The head of Britain’s race relations watchdog committee warned over the weekend that the “row” over some British women wearing the veil could spill into violence.
In a piece in The Sunday Times entitled “Talk now or reap the whirlwind,” Trevor Phillips, chairman of the Commission for Racial Equality (CRE), wrote that the debate was becoming polarized between those who want an “auto-de-fe of all Muslims” and the defensiveness of some Muslim communities who turn “the most neutral of comments” into another act of persecution. Mr. Phillips said people “need to chill.”
All the recent evidence shows that we are, as a society, becoming more socially polarized by race and faith. The only place where this may not be true is in our schools and the main reason is that in many of our cities things cannot get any worse. Many of our schools are almost mono-ethnic and white flight is entrenching these damaging patterns.
The real problem that Britain faces is not Muslims’ way of life. Nor is it Islamophobia, poverty or foreign policy, although all these things are contributing to the turmoil. and our failure to find a civilized way of talking about our diversity.
The Telegraph also quotes Muhammad Abdul Bari, the secretary-general of the Muslim Council of Britain, as saying the debate has become “increasingly ugly and shrill.” He said that some Muslim women who wear the veil have had it forcibly torn off, and that some Muslim religious leaders had been beaten up by gangs of thugs. Labor Party MP Shahid Malik, voicing strong support for Phillips’s call for dialogue, warned that extremists on both sides could be taking advantage of the current “crisis.”
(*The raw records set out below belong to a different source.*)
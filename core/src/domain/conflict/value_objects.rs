use serde::{Deserialize, Serialize};
use utoipa::ToSchema;

use crate::domain::{
    common::entities::app_errors::CoreError, conflict::entities::ConflictRule,
    product::entities::Product,
};

/// Fragments shorter than this only match an ingredient name exactly.
pub const DEFAULT_MIN_FRAGMENT_LEN: usize = 3;

/// Extra spellings that should count as a rule term, e.g. "Ascorbic Acid" for "Vitamin C".
#[derive(Debug, Clone, PartialEq, Eq, Serialize, Deserialize, ToSchema)]
pub struct IngredientAlias {
    pub canonical: String,
    #[serde(default)]
    pub synonyms: Vec<String>,
}

impl IngredientAlias {
    pub fn new(canonical: impl Into<String>, synonyms: &[&str]) -> Self {
        Self {
            canonical: canonical.into(),
            synonyms: synonyms.iter().map(|s| s.to_string()).collect(),
        }
    }
}

/// The conflict vocabulary handed to the detector.
#[derive(Debug, Clone, Default, PartialEq, Eq, Serialize, Deserialize, ToSchema)]
pub struct ConflictRuleSet {
    #[serde(default)]
    pub rules: Vec<ConflictRule>,
    #[serde(default)]
    pub aliases: Vec<IngredientAlias>,
}

#[derive(Deserialize)]
#[serde(untagged)]
enum RuleEntry {
    Pair([String; 2]),
    Rule(ConflictRule),
}

#[derive(Deserialize)]
#[serde(untagged)]
enum RuleTableDocument {
    Rules(Vec<RuleEntry>),
    Table(ConflictRuleSet),
}

impl ConflictRuleSet {
    pub fn new(rules: Vec<ConflictRule>) -> Self {
        Self {
            rules,
            aliases: Vec::new(),
        }
    }

    pub fn with_aliases(mut self, aliases: Vec<IngredientAlias>) -> Self {
        self.aliases = aliases;
        self
    }

    /// The table the routine editor has always warned with.
    pub fn builtin() -> Self {
        let pairs = [
            ("Vitamin C", "Retinol"),
            ("Vitamin C", "AHA"),
            ("Vitamin C", "BHA"),
            ("Vitamin C", "Niacinamide"),
            ("Retinol", "AHA"),
            ("Retinol", "BHA"),
            ("Retinol", "Benzoyl Peroxide"),
            ("AHA", "BHA"),
            ("Benzoyl Peroxide", "AHA"),
            ("Benzoyl Peroxide", "BHA"),
        ];

        let rules = pairs
            .iter()
            .map(|(a, b)| ConflictRule::new(*a, *b))
            .collect();
        let aliases = vec![
            IngredientAlias::new("Vitamin C", &["Ascorbic Acid"]),
            IngredientAlias::new("Retinol", &["Retinoid", "Retinal", "Retinyl"]),
            IngredientAlias::new("AHA", &["Glycolic Acid", "Lactic Acid", "Mandelic Acid"]),
            IngredientAlias::new("BHA", &["Salicylic Acid"]),
            IngredientAlias::new("Benzoyl Peroxide", &["Benzoyl"]),
        ];

        Self::new(rules).with_aliases(aliases)
    }

    /// Parses a rule table. Accepts the full `{ "rules": [...], "aliases": [...] }`
    /// document, or a bare list whose entries are rule objects or `[a, b]` pairs.
    pub fn from_json_str(raw: &str) -> Result<Self, CoreError> {
        let document: RuleTableDocument = serde_json::from_str(raw)
            .map_err(|e| CoreError::InvalidRuleTable(format!("unreadable rule table: {e}")))?;

        let table = match document {
            RuleTableDocument::Table(table) => table,
            RuleTableDocument::Rules(entries) => Self::new(
                entries
                    .into_iter()
                    .map(|entry| match entry {
                        RuleEntry::Rule(rule) => rule,
                        RuleEntry::Pair([a, b]) => ConflictRule::new(a, b),
                    })
                    .collect(),
            ),
        };

        table.validate()?;
        Ok(table)
    }

    pub fn validate(&self) -> Result<(), CoreError> {
        if let Some(index) = self
            .rules
            .iter()
            .position(|rule| rule.a.trim().is_empty() || rule.b.trim().is_empty())
        {
            return Err(CoreError::InvalidRuleTable(format!(
                "rule {index} has an empty ingredient term"
            )));
        }

        if let Some(alias) = self
            .aliases
            .iter()
            .find(|alias| alias.canonical.trim().is_empty())
        {
            return Err(CoreError::InvalidRuleTable(format!(
                "alias with synonyms {:?} has no canonical term",
                alias.synonyms
            )));
        }

        Ok(())
    }

    /// Synonyms registered for `term`, compared case-insensitively.
    pub fn synonyms_for<'a>(&'a self, term: &'a str) -> impl Iterator<Item = &'a str> + 'a {
        self.aliases
            .iter()
            .filter(move |alias| alias.canonical.trim().eq_ignore_ascii_case(term.trim()))
            .flat_map(|alias| alias.synonyms.iter().map(String::as_str))
    }
}

#[derive(Debug, Clone, Copy, PartialEq, Eq, Serialize, Deserialize, ToSchema)]
#[serde(rename_all = "camelCase")]
pub struct MatchOptions {
    /// Containment only counts when the shorter side has at least this many characters.
    /// `0` reproduces plain two-way substring matching.
    pub min_fragment_len: usize,
}

impl Default for MatchOptions {
    fn default() -> Self {
        Self {
            min_fragment_len: DEFAULT_MIN_FRAGMENT_LEN,
        }
    }
}

#[derive(Debug, Clone)]
pub struct DetectConflictsInput {
    pub products: Vec<Product>,
    /// Overrides the configured rule table for this call.
    pub rules: Option<ConflictRuleSet>,
}

#[cfg(test)]
mod tests {
    use super::*;

    #[test]
    fn test_builtin_table_matches_routine_editor_pairs() {
        let table = ConflictRuleSet::builtin();

        assert_eq!(table.rules.len(), 10);
        assert!(table.validate().is_ok());
        assert_eq!(
            table.synonyms_for("vitamin c").collect::<Vec<_>>(),
            vec!["Ascorbic Acid"]
        );
    }

    #[test]
    fn test_from_json_str_reads_full_document() {
        let table = ConflictRuleSet::from_json_str(
            r#"{
                "rules": [{
                    "a": "Copper Peptides",
                    "b": "Vitamin C",
                    "reason": "Copper oxidises ascorbic acid."
                }],
                "aliases": [{"canonical": "Vitamin C", "synonyms": ["Ascorbyl"]}]
            }"#,
        )
        .unwrap();

        assert_eq!(
            table.rules[0].reason.as_deref(),
            Some("Copper oxidises ascorbic acid.")
        );
        assert_eq!(table.aliases[0].synonyms, vec!["Ascorbyl".to_string()]);
    }

    #[test]
    fn test_from_json_str_reads_bare_pair_list() {
        let raw = r#"[["Retinol", "AHA"], {"a": "AHA", "b": "BHA"}]"#;

        let table = ConflictRuleSet::from_json_str(raw).unwrap();

        assert_eq!(
            table.rules,
            vec![
                ConflictRule::new("Retinol", "AHA"),
                ConflictRule::new("AHA", "BHA"),
            ]
        );
        assert!(table.aliases.is_empty());
    }

    #[test]
    fn test_from_json_str_rejects_empty_terms_and_garbage() {
        assert!(matches!(
            ConflictRuleSet::from_json_str(r#"[["Retinol", " "]]"#),
            Err(CoreError::InvalidRuleTable(_))
        ));
        assert!(matches!(
            ConflictRuleSet::from_json_str("not json"),
            Err(CoreError::InvalidRuleTable(_))
        ));
    }
}
use std::sync::Arc;

use axum_test::TestServer;
use skinsafe_core::domain::conflict::value_objects::DEFAULT_MIN_FRAGMENT_LEN;

use crate::{
    application::http::server::http_server::{router, state},
    args::{Args, ConflictArgs, LogArgs, ServerArgs},
};

/// Settings for the test server, built in code so the shell's environment cannot change them.
pub fn test_args() -> Args {
    Args {
        server: ServerArgs {
            host: "127.0.0.1".to_string(),
            port: 0,
            root_path: String::new(),
            allowed_origins: vec!["http://localhost:5173".to_string()],
        },
        log: LogArgs {
            filter: "info".to_string(),
            json: false,
        },
        conflict: ConflictArgs {
            rules_path: None,
            min_fragment_len: DEFAULT_MIN_FRAGMENT_LEN,
        },
    }
}

/// Server over the real router with the built-in rule table and no root path.
pub fn test_server() -> TestServer {
    test_server_with(test_args())
}

pub fn test_server_with(args: Args) -> TestServer {
    let app = router(state(Arc::new(args)).unwrap()).unwrap();
    TestServer::new(app).unwrap()
}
In an opinion piece about women and Islam, Cathy Young, a contributing editor for Reason magazine, writes Monday in The Boston Globe that support must be given to Muslim feminists who are struggling to “reform Islam and separate its spiritual message from the human patriarchal baggage.” Young also writes that using the language of tolerance to justify oppressive practices “a grotesque perversion of liberalism.”
The veiling debate is a case in point. No amount of rhetorical sleight of hand can disguise the fact that the full-face veil makes women, literally, faceless. Some Muslim women in the West may choose this garb (which is not mandated in the Koran), but their explanations often reveal an internalized misogynistic view of women as creatures whose very existence is a sexual provocation to men. What’s more, their choice helps legitimize a custom that is imposed on millions of women around the world who have no choice.
But in the Israeli daily Haaretz, columnist and blogger Bradley Burston writes a stinging indictment of the hypocrisy of some attitudes in the West entitled “Targeting Muslims—the new Inquisition.” He writes that, even before 9/11, law-abiding Muslims had been “scorned for their faith, shunned for their piety, falsely condemned for dual-loyalty, blamed for the crimes of terrorists they abhor.” For instance, he says, some critics of Islam say its values are incompatible with those of the West.
And what Western values might these be? Are they the time-honored Western values of intolerance for people of color, suspicion and marginalization of non-Christians, fear and loathing of non-Whites? Exploitation of and contempt for the residents of former imperial possessions and colonies?
At this point, there will be a pause for the springloaded Islamophobes among us to suggest that it is any society’s right and duty to protect itself against elements that may foment terrorism. There will be those who will argue that the veil may both mask and encourage extremism.
Perhaps it is time for us in the Western world to declare that Islam has a right to exist.
Perhaps it is time for us to recognize that non-violent, non-Judeo-Christian religious observance is a right, not an act of war.